We disagree that the Playskool opinion itself is an issue at all, because we are unable to determine what precisely in the Playskool opinion the judge allegedly considered that was not also in the excerpts of trial testimony; and the plaintiff has not pinpointed any “fact” in its brief that the trial judge accepted from the opinion. The colloquy between the judge and counsel before he made his findings and later when he denied the motion to reconsider are of little assistance to us in determining what “facts” the judge allegedly improperly considered. We note that the judge said he was not basing his ruling on the Playskool opinion alone. It is the burden of the appellant to show error; and it has not done so. (See Thanopoulos v. Pickens (1980), 87 Ill. App. 3d 906, 409 N.E.2d 477.) Before leaving this point, we wish to make two observations: First, a court may take judicial notice of adjudications of ultimate fact made in a court of review (see Walsh v. Union Oil Co. (1972), 53 Ill. 2d 295, 291 N.E.2d 644); and, *1024second, there is no “fact” recited in the Playskool opinion that is germane to this case that is not properly before us from other sources.

Finally, insofar as summary judgment is concerned, we may address what we deem to be the primary issue: May it be said, as a matter of law, that Benson should have been alerted, at least two years before filing this action, to the fact that Kalman’s work might have been defective? We conclude that it may and should be said, as a matter of law, and that summary judgment was properly granted.

At this point we must address what we perceive to be the principal thrust of the defendant’s argument: Benson was responsible for the overall construction and “was responsible to insure that composite action was achieved at the connection of the second floor slab and the double-tee flanges.” Therefore, it knew or should have known of the defective work of Kalman, and, consequently, the statute began to run at that point. We believe that the defendant has misconstrued the application of the rule which places ultimate responsibility on a general contractor to the owner of property in determining liability for things done by a subcontractor which the contractor knew or should have known. The defendant’s main argument is that since the plaintiff failed to detect the defective work done by Kalman at the time the mesh was placed in the concrete and the slab was placed over the concrete form, it negligently permitted the work to be done improperly or negligently failed to detect that the work was done improperly. That interpretation would mean that, since the general contractor is charged by law with ultimate responsibility, the time for filing an action he might have against a subcontractor begins when the defective work is done because the general contractor should detect it. We must reject this interpretation of the defendant. To accept it would render the discovery rule meaningless in actions by the general contractor against its subcontractors.

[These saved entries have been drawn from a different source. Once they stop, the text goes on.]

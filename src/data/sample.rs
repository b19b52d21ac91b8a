//! Sample Data Fallback
//! In-memory synthetic datasets used when the CSV sources cannot be read.

use chrono::{Duration, Utc};
use polars::prelude::*;
use rand::Rng;

use super::generator::{COLORS, FUEL_TYPES, PAYMENT_METHODS, VEHICLE_STATUSES};

/// Number of vehicles in the fallback fleet.
pub const SAMPLE_VEHICLE_COUNT: usize = 20;
/// Number of rentals in the fallback history.
pub const SAMPLE_RENTAL_COUNT: usize = 200;

const SAMPLE_BRANDS: [&str; 7] = [
    "Toyota", "Honda", "Ford", "BMW", "Mercedes", "Audi", "Hyundai",
];
const SAMPLE_MODELS: [&str; 5] = ["Corolla", "Civic", "Focus", "X3", "Tucson"];
const SAMPLE_CATEGORIES: [&str; 4] = ["Economy", "Standard", "Premium", "Luxury"];
const SAMPLE_CLIENTS: [&str; 10] = [
    "John Smith",
    "Mary Johnson",
    "Robert Williams",
    "Sarah Davis",
    "Michael Brown",
    "Jennifer Miller",
    "David Garcia",
    "Lisa Wilson",
    "James Moore",
    "Patricia Taylor",
];

/// Fleet status mix: 60% Available, 30% Rented, 10% Under Maintenance.
const VEHICLE_STATUS_WEIGHTS: [f64; 3] = [0.6, 0.3, 0.1];

const RENTAL_STATUSES: [&str; 3] = ["Completed", "Active", "Reserved"];
/// 70% Completed, 20% Active, 10% Reserved.
const RENTAL_STATUS_WEIGHTS: [f64; 3] = [0.7, 0.2, 0.1];

/// Return delays of 0..=4 days, heavily skewed towards on-time.
const DELAY_WEIGHTS: [f64; 5] = [0.8, 0.1, 0.05, 0.03, 0.02];

/// Ratings: absent 20%, then 3/4/5 stars at 10/30/40%.
const RATING_CHOICES: [Option<f64>; 4] = [None, Some(3.0), Some(4.0), Some(5.0)];
const RATING_WEIGHTS: [f64; 4] = [0.2, 0.1, 0.3, 0.4];

/// Pick from `items` with the given relative weights.
pub(crate) fn weighted_choice<'a, T: Copy>(
    rng: &mut impl Rng,
    items: &'a [T],
    weights: &[f64],
) -> T {
    let total: f64 = weights.iter().sum();
    let mut draw = rng.gen::<f64>() * total;
    for (item, weight) in items.iter().zip(weights) {
        if draw < *weight {
            return *item;
        }
        draw -= weight;
    }
    items[items.len() - 1]
}

fn round2(value: f64) -> f64 {
    (value * 100.0).round() / 100.0
}

/// Synthesize the fallback vehicle fleet.
pub fn sample_vehicles(rng: &mut impl Rng) -> PolarsResult<DataFrame> {
    let n = SAMPLE_VEHICLE_COUNT;
    let mut vehicle_ids = Vec::with_capacity(n);
    let mut brands = Vec::with_capacity(n);
    let mut models = Vec::with_capacity(n);
    let mut years = Vec::with_capacity(n);
    let mut categories = Vec::with_capacity(n);
    let mut fuels = Vec::with_capacity(n);
    let mut colors = Vec::with_capacity(n);
    let mut rates = Vec::with_capacity(n);
    let mut statuses = Vec::with_capacity(n);
    let mut mileages = Vec::with_capacity(n);
    let mut maintenance = Vec::with_capacity(n);
    let mut conditions = Vec::with_capacity(n);

    let maintenance_start = Utc::now().date_naive() - Duration::days(n as i64);
    for i in 0..n {
        vehicle_ids.push(format!("VEH{:03}", i + 1));
        brands.push(SAMPLE_BRANDS[rng.gen_range(0..SAMPLE_BRANDS.len())].to_string());
        models.push(SAMPLE_MODELS[rng.gen_range(0..SAMPLE_MODELS.len())].to_string());
        years.push(rng.gen_range(2018..=2022) as i32);
        categories.push(SAMPLE_CATEGORIES[rng.gen_range(0..SAMPLE_CATEGORIES.len())].to_string());
        fuels.push(FUEL_TYPES[rng.gen_range(0..FUEL_TYPES.len())].to_string());
        colors.push(COLORS[rng.gen_range(0..COLORS.len())].to_string());
        rates.push(round2(rng.gen_range(30.0..150.0)));
        statuses.push(weighted_choice(rng, &VEHICLE_STATUSES, &VEHICLE_STATUS_WEIGHTS).to_string());
        mileages.push(rng.gen_range(10_000.0_f64..80_000.0).round());
        maintenance.push((maintenance_start + Duration::days(i as i64)).format("%Y-%m-%d").to_string());
        conditions.push((rng.gen_range(3.0_f64..5.0) * 10.0).round() / 10.0);
    }

    DataFrame::new(vec![
        Column::new("vehicle_id".into(), vehicle_ids),
        Column::new("brand".into(), brands),
        Column::new("model".into(), models),
        Column::new("year".into(), years),
        Column::new("category".into(), categories),
        Column::new("fuel_type".into(), fuels),
        Column::new("color".into(), colors),
        Column::new("daily_rate".into(), rates),
        Column::new("status".into(), statuses),
        Column::new("mileage".into(), mileages),
        Column::new("last_maintenance".into(), maintenance),
        Column::new("condition_score".into(), conditions),
    ])
}

/// Synthesize the fallback rental history against a fallback fleet.
pub fn sample_rentals(rng: &mut impl Rng) -> PolarsResult<DataFrame> {
    let n = SAMPLE_RENTAL_COUNT;
    let mut rental_ids = Vec::with_capacity(n);
    let mut vehicle_ids = Vec::with_capacity(n);
    let mut clients = Vec::with_capacity(n);
    let mut start_dates = Vec::with_capacity(n);
    let mut end_dates = Vec::with_capacity(n);
    let mut days = Vec::with_capacity(n);
    let mut prices = Vec::with_capacity(n);
    let mut statuses = Vec::with_capacity(n);
    let mut payments = Vec::with_capacity(n);
    let mut delays = Vec::with_capacity(n);
    let mut ratings: Vec<Option<f64>> = Vec::with_capacity(n);

    let today = Utc::now().date_naive();
    let delay_values: [i64; 5] = [0, 1, 2, 3, 4];

    for i in 0..n {
        rental_ids.push(format!("RENT{:04}", i + 1));
        vehicle_ids.push(format!("VEH{:03}", rng.gen_range(1..=SAMPLE_VEHICLE_COUNT)));
        clients.push(SAMPLE_CLIENTS[rng.gen_range(0..SAMPLE_CLIENTS.len())].to_string());

        let start = today - Duration::days(rng.gen_range(0..365));
        let rental_days = rng.gen_range(1..15) as i64;
        start_dates.push(start.format("%Y-%m-%d").to_string());
        end_dates.push((start + Duration::days(rental_days)).format("%Y-%m-%d").to_string());
        days.push(rental_days);

        prices.push(round2(rng.gen_range(100.0..2000.0)));
        statuses.push(weighted_choice(rng, &RENTAL_STATUSES, &RENTAL_STATUS_WEIGHTS).to_string());
        payments.push(PAYMENT_METHODS[rng.gen_range(0..PAYMENT_METHODS.len())].to_string());
        delays.push(weighted_choice(rng, &delay_values, &DELAY_WEIGHTS));
        ratings.push(weighted_choice(rng, &RATING_CHOICES, &RATING_WEIGHTS));
    }

    DataFrame::new(vec![
        Column::new("rental_id".into(), rental_ids),
        Column::new("vehicle_id".into(), vehicle_ids),
        Column::new("client_name".into(), clients),
        Column::new("start_date".into(), start_dates),
        Column::new("end_date".into(), end_dates),
        Column::new("rental_days".into(), days),
        Column::new("total_price".into(), prices),
        Column::new("status".into(), statuses),
        Column::new("payment_method".into(), payments),
        Column::new("return_delay_days".into(), delays),
        Column::new("customer_rating".into(), ratings),
    ])
}

#[cfg(test)]
mod tests {
    use super::*;
    use rand::rngs::StdRng;
    use rand::SeedableRng;

    #[test]
    fn sample_vehicles_shape_and_ranges() {
        let mut rng = StdRng::seed_from_u64(7);
        let df = sample_vehicles(&mut rng).unwrap();
        assert_eq!(df.height(), SAMPLE_VEHICLE_COUNT);

        let statuses = df.column("status").unwrap().str().unwrap();
        for status in statuses.into_iter().flatten() {
            assert!(VEHICLE_STATUSES.contains(&status));
        }
        let rates = df.column("daily_rate").unwrap().f64().unwrap();
        for rate in rates.into_iter().flatten() {
            assert!((30.0..=150.0).contains(&rate));
        }
    }

    #[test]
    fn sample_rentals_shape_and_ranges() {
        let mut rng = StdRng::seed_from_u64(7);
        let df = sample_rentals(&mut rng).unwrap();
        assert_eq!(df.height(), SAMPLE_RENTAL_COUNT);

        let delays = df.column("return_delay_days").unwrap().i64().unwrap();
        for delay in delays.into_iter().flatten() {
            assert!((0..=4).contains(&delay));
        }
        let ratings = df.column("customer_rating").unwrap().f64().unwrap();
        for rating in ratings.into_iter().flatten() {
            assert!((1.0..=5.0).contains(&rating));
        }
    }

    #[test]
    fn weighted_choice_respects_zero_weight() {
        let mut rng = StdRng::seed_from_u64(1);
        for _ in 0..100 {
            let picked = weighted_choice(&mut rng, &["a", "b"], &[0.0, 1.0]);
            assert_eq!(picked, "b");
        }
    }
}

In short, the knowledge, actual or imputed, creating liability of the contractor for the acts of its subcontractor, is not necessarily the same knowledge of the contractor governing the limitation period. We hasten to make clear, however, that we are not saying that what knowledge a general contractor had, or should have had, at the time the work was done is never probative; we are saying that it may not necessarily be conclusive. In this case, Benson acknowledges that it was responsible for the day-to-day supervision of the work; that Benson’s superintendent would have been “on the job” when Kalman placed the topping on the second floor; and that, if Kalman failed to properly pom- the floor, Benson’s superintendent should have said something at that time.

*1025Before beginning a discussion of the sufficiency of the evidence, we wish to observe that the plaintiffs briefs have been so heavily involved in the extraneous question of the Playskool opinion that we have had to search the record ourselves for an adequate understanding of the facts. Those facts are as follows:

When Benson was first contacted by Playskool about the cracks and spalling, after examination, Benson came to the opinion that the cracking was the result of heavy loads on a forklift truck rolling over the floor; and its opinion of the cause of the spalling from the ledger beams was the “inadequate length of the bearing, the rough surface of the ledger beam, and the lack of a [resilient] pad.”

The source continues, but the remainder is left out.